[mpich-discuss] Is it allowed to attach automatic array for remote access with MPI_Win_attach?

Jeff Hammond jeff.science at gmail.com
Tue Apr 19 10:48:19 CDT 2016


When you use dynamic windows, you must use the virtual address of the
remote memory as the offset,  That means you must attach a buffer and then
get the address with MPI_GET_ADDRESS.  Then you must share that address
with any processes that target that memory, perhaps using MPI_SEND/MPI_RECV
or MPI_ALLGATHER of an address-sized integer (MPI_AINT is the MPI type
corresponding to the MPI_Aint C type).  It appears you are not doing this.
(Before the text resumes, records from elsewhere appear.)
#[async_trait]
impl RecordStore for PgRecordStore {
    // ========================================================================
    // Health Check
    // ========================================================================

    async fn ping(&self) -> Result<()> {
        self.pool.ping().await
    }

    // ========================================================================
    // Repo Operations
    // ========================================================================

    async fn find_repo(&self, repo_id: Uuid) -> Result<Option<Repo>> {
        RepoEntity::find_by_id(repo_id)
            .one(self.read_conn())
            .await
            .map_err(Into::into)
    }

    async fn update_repo_sync(
        &self,
        repo_id: Uuid,
        root_hash: &str,
        last_sync_sha: Option<&str>,
    ) -> Result<()> {
        let stmt = Statement::from_sql_and_values(
            DbBackend::Postgres,
            r#"
            UPDATE repos
            SET root_hash = $1,
                last_sync_sha = COALESCE($2, last_sync_sha),
                last_synced_at = NOW()
            WHERE id = $3
            "#,
            vec![
                root_hash.into(),
                last_sync_sha.map(str::to_string).into(),
                repo_id.into(),
            ],
        );

        let result = self.write_conn().execute(stmt).await?;
        if result.rows_affected() == 0 {
            return Err(AppError::not_found("repository", repo_id));
        }
        Ok(())
    }

    // ========================================================================
    // File Operations
    // ========================================================================

    async fn upsert_file(&self, file: NewFile) -> Result<FileRecord> {
        let now = chrono::Utc::now();

        let model = FileActiveModel {
            id: Set(Uuid::new_v4()),
            repo_id: Set(file.repo_id),
            path: Set(file.path.clone()),
            content_hash: Set(file.content_hash),
            storage_key: Set(file.storage_key),
            has_uncommitted_changes: Set(false),
            created_at: Set(now.into()),
            updated_at: Set(now.into()),
        };

        FileEntity::insert(model)
            .on_conflict(
                OnConflict::columns([FileColumn::RepoId, FileColumn::Path])
                    .update_columns([
                        FileColumn::ContentHash,
                        FileColumn::StorageKey,
                        FileColumn::HasUncommittedChanges,
                        FileColumn::UpdatedAt,
                    ])
                    .to_owned(),
            )
            .exec_without_returning(self.write_conn())
            .await?;

        FileEntity::find()
            .filter(FileColumn::RepoId.eq(file.repo_id))
            .filter(FileColumn::Path.eq(file.path.as_str()))
            .one(self.write_conn())
            .await?
            .ok_or_else(|| AppError::not_found("file", &file.path))
    }

    async fn update_file_hash(
        &self,
        repo_id: Uuid,
        path: &str,
        content_hash: &str,
    ) -> Result<Option<FileRecord>> {
        let Some(existing) = FileEntity::find()
            .filter(FileColumn::RepoId.eq(repo_id))
            .filter(FileColumn::Path.eq(path))
            .one(self.write_conn())
            .await?
        else {
            return Ok(None);
        };

        let mut file: FileActiveModel = existing.into();
        file.content_hash = Set(content_hash.to_string());
        file.updated_at = Set(chrono::Utc::now().into());

        Ok(Some(file.update(self.write_conn()).await?))
    }

    async fn find_file(&self, repo_id: Uuid, path: &str) -> Result<Option<FileRecord>> {
        FileEntity::find()
            .filter(FileColumn::RepoId.eq(repo_id))
            .filter(FileColumn::Path.eq(path))
            .one(self.read_conn())
            .await
            .map_err(Into::into)
    }

    async fn list_files(&self, repo_id: Uuid) -> Result<Vec<FileRecord>> {
        FileEntity::find()
            .filter(FileColumn::RepoId.eq(repo_id))
            .order_by_asc(FileColumn::Path)
            .all(self.read_conn())
            .await
            .map_err(Into::into)
    }

    // ========================================================================
    // Chunk Operations
    // ========================================================================

    async fn chunk_exists(&self, hash: &str) -> Result<bool> {
        let stmt = Statement::from_sql_and_values(
            DbBackend::Postgres,
            "SELECT 1 AS present FROM chunks WHERE hash = $1",
            vec![hash.into()],
        );
        Ok(self.read_conn().query_one(stmt).await?.is_some())
    }

    async fn insert_chunk_if_absent(&self, chunk: NewChunk) -> Result<bool> {
        // Use raw SQL for pgvector type
        let stmt = Statement::from_sql_and_values(
            DbBackend::Postgres,
            r#"
            INSERT INTO chunks (hash, content, embedding, token_count, created_at)
            VALUES ($1, $2, $3::vector, $4, NOW())
            ON CONFLICT (hash) DO NOTHING
            "#,
            vec![
                chunk.hash.into(),
                chunk.content.into(),
                format_embedding(&chunk.embedding).into(),
                chunk.token_count.into(),
            ],
        );

        let result = self.write_conn().execute(stmt).await?;
        Ok(result.rows_affected() > 0)
    }

    // ========================================================================
    // File/Chunk Link Operations
    // ========================================================================

    async fn upsert_file_chunk(&self, link: FileChunkLink) -> Result<()> {
        let model = FileChunkActiveModel {
            file_id: Set(link.file_id),
            chunk_order: Set(link.chunk_order),
            chunk_hash: Set(link.chunk_hash),
            start_line: Set(link.start_line),
            end_line: Set(link.end_line),
        };

        FileChunkEntity::insert(model)
            .on_conflict(
                OnConflict::columns([FileChunkColumn::FileId, FileChunkColumn::ChunkOrder])
                    .update_columns([
                        FileChunkColumn::ChunkHash,
                        FileChunkColumn::StartLine,
                        FileChunkColumn::EndLine,
                    ])
                    .to_owned(),
            )
            .exec_without_returning(self.write_conn())
            .await?;

        Ok(())
    }

    async fn prune_file_chunks(&self, file_id: Uuid, keep: i32) -> Result<u64> {
        let result = FileChunkEntity::delete_many()
            .filter(FileChunkColumn::FileId.eq(file_id))
            .filter(FileChunkColumn::ChunkOrder.gte(keep))
            .exec(self.write_conn())
            .await?;
        Ok(result.rows_affected)
    }

    async fn file_chunk_contents(&self, file_id: Uuid) -> Result<Vec<String>> {
        let stmt = Statement::from_sql_and_values(
            DbBackend::Postgres,
            r#"
            SELECT c.content AS content
            FROM file_chunks fc
            JOIN chunks c ON c.hash = fc.chunk_hash
            WHERE fc.file_id = $1
            ORDER BY fc.chunk_order
            "#,
            vec![file_id.into()],
        );

        let rows = self.read_conn().query_all(stmt).await?;
        rows.iter()
            .map(|row| row.try_get::<String>("", "content"))
            .collect::<std::result::Result<Vec<_>, DbErr>>()
            .map_err(Into::into)
    }

    // ========================================================================
    // Search Operations
    // ========================================================================

    async fn vector_search(&self, query: VectorQuery<'_>) -> Result<Vec<ChunkMatch>> {
        let sql = format!(
            r#"
            SELECT {MATCH_COLUMNS},
                (1 - (c.embedding <=> $1::vector))::float8 AS similarity
            FROM chunks c
            JOIN file_chunks fc ON c.hash = fc.chunk_hash
            JOIN files f ON fc.file_id = f.id
            WHERE f.repo_id = $2
              AND c.embedding IS NOT NULL
              AND vector_norm(c.embedding) > 0
              AND 1 - (c.embedding <=> $1::vector) >= $3
            ORDER BY c.embedding <=> $1::vector
            LIMIT $4
            "#
        );

        self.query_matches(
            &sql,
            vec![
                format_embedding(query.embedding).into(),
                query.repo_id.into(),
                query.threshold.into(),
                (query.limit as i64).into(),
            ],
        )
        .await
    }

    async fn fulltext_search(&self, repo_id: Uuid, query: &str, limit: usize) -> Result<Vec<ChunkMatch>> {
        let sql = format!(
            r#"
            SELECT {MATCH_COLUMNS},
                ts_rank(to_tsvector('english', c.content), websearch_to_tsquery('english', $1))::float8
                    AS similarity
            FROM chunks c
            JOIN file_chunks fc ON c.hash = fc.chunk_hash
            JOIN files f ON fc.file_id = f.id
            WHERE f.repo_id = $2
              AND to_tsvector('english', c.content) @@ websearch_to_tsquery('english', $1)
            ORDER BY similarity DESC
            LIMIT $3
            "#
        );

        self.query_matches(&sql, vec![query.into(), repo_id.into(), (limit as i64).into()])
            .await
    }

    async fn keyword_search(
        &self,
        repo_id: Uuid,
        keywords: &[String],
        limit: usize,
    ) -> Result<Vec<ChunkMatch>> {
        if keywords.is_empty() {
            return Ok(Vec::new());
        }

        let mut values: Vec<sea_orm::Value> = vec![repo_id.into(), (limit as i64).into()];
        let mut conditions = Vec::with_capacity(keywords.len());
        for keyword in keywords {
            values.push(format!("%{}%", escape_like(keyword)).into());
            conditions.push(format!("c.content ILIKE ${}", values.len()));
        }

        let sql = format!(
            r#"
            SELECT {MATCH_COLUMNS},
                0.0::float8 AS similarity
            FROM chunks c
            JOIN file_chunks fc ON c.hash = fc.chunk_hash
            JOIN files f ON fc.file_id = f.id
            WHERE f.repo_id = $1
              AND ({})
            ORDER BY f.path, fc.chunk_order
            LIMIT $2
            "#,
            conditions.join(" OR ")
        );

        self.query_matches(&sql, values).await
    }

    // ========================================================================
    // Merkle Operations
    // ========================================================================

    async fn upsert_merkle_node(&self, node: NewMerkleNode) -> Result<()> {
        let stmt = Statement::from_sql_and_values(
            DbBackend::Postgres,
            r#"
            INSERT INTO merkle_nodes (repo_id, path, hash, node_type, parent_path, updated_at)
            VALUES ($1, $2, $3, 'file', $4, NOW())
            ON CONFLICT (repo_id, path) DO UPDATE SET
                hash = EXCLUDED.hash,
                parent_path = EXCLUDED.parent_path,
                updated_at = EXCLUDED.updated_at
            "#,
            vec![
                node.repo_id.into(),
                node.path.into(),
                node.hash.into(),
                node.parent_path.into(),
            ],
        );

        self.write_conn().execute(stmt).await?;
        Ok(())
    }

    // ========================================================================
    // Suggestion Operations
    // ========================================================================

    async fn create_suggestion(
        &self,
        suggestion: NewSuggestion,
        reviewer_id: Uuid,
    ) -> Result<(Suggestion, ReviewDecision)> {
        let now = chrono::Utc::now();
        let txn = self.write_conn().begin().await?;

        let created = SuggestionActiveModel {
            id: Set(Uuid::new_v4()),
            file_id: Set(suggestion.file_id),
            operations_json: Set(suggestion.operations_json),
            patch_unified_diff: Set(suggestion.patch_unified_diff),
            status: Set(ReviewStatus::Pending.into()),
            confidence: Set(suggestion.confidence),
            model_used: Set(suggestion.model_used),
            created_at: Set(now.into()),
        }
        .insert(&txn)
        .await?;

        let decision = ReviewDecisionActiveModel {
            id: Set(Uuid::new_v4()),
            suggestion_id: Set(created.id),
            reviewer_id: Set(reviewer_id),
            decision: Set(ReviewStatus::Pending.into()),
            created_at: Set(now.into()),
        }
        .insert(&txn)
        .await?;

        txn.commit().await?;
        Ok((created, decision))
    }

    // ========================================================================
    // Job Operations
    // ========================================================================

    async fn create_job(&self, task_id: &str, kind: &str, metadata: serde_json::Value) -> Result<Job> {
        let now = chrono::Utc::now();

        let job = JobActiveModel {
            task_id: Set(task_id.to_string()),
            kind: Set(kind.to_string()),
            status: Set(JobStatus::Pending.into()),
            progress: Set(0.0),
            metadata: Set(metadata),
            error_msg: Set(None),
            created_at: Set(now.into()),
            updated_at: Set(now.into()),
        };

        job.insert(self.write_conn()).await.map_err(Into::into)
    }

    async fn update_job(&self, task_id: &str, update: JobUpdate) -> Result<Job> {
        let mut job: JobActiveModel = JobEntity::find_by_id(task_id.to_string())
            .one(self.write_conn())
            .await?
            .ok_or_else(|| AppError::JobNotFound {
                id: task_id.to_string(),
            })?
            .into();

        if let Some(status) = update.status {
            job.status = Set(status.into());
        }
        if let Some(progress) = update.progress {
            job.progress = Set(progress.clamp(0.0, 1.0));
        }
        if let Some(metadata) = update.metadata {
            job.metadata = Set(metadata);
        }
        if let Some(error_msg) = update.error_msg {
            job.error_msg = Set(Some(error_msg));
        }
        job.updated_at = Set(chrono::Utc::now().into());

        job.update(self.write_conn()).await.map_err(Into::into)
    }

    async fn find_job(&self, task_id: &str) -> Result<Option<Job>> {
        JobEntity::find_by_id(task_id.to_string())
            .one(self.read_conn())
            .await
            .map_err(Into::into)
    }
}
This issue should affect you whether you use automatic arrays or heap
data...

It does not appear to be a problem here, but if you use automatic arrays
with RMA, you must guarentee that they remain in scope throughout the
duration of when they will be accessed remotely.  I think you are doing
this sufficiently with a barrier.  However, at the point at which you are
calling barrier to ensure they stay in scope, you lose all of the benefits
of fine-grain synchronization from PSCW.  You might as well just use
MPI_Win_fence.

There is a sentence in the MPI spec that says that, strictly speaking,
using memory not allocated by MPI_Alloc_mem (or MPI_Win_allocate(_shared),
of course) in RMA is not portable, but I don't know any implementation that
actually behaves this way.  MPICH has an active-message implementation of
RMA, which does not care what storage class is involved, up to performance
differences (interprocess shared memory is faster in some cases).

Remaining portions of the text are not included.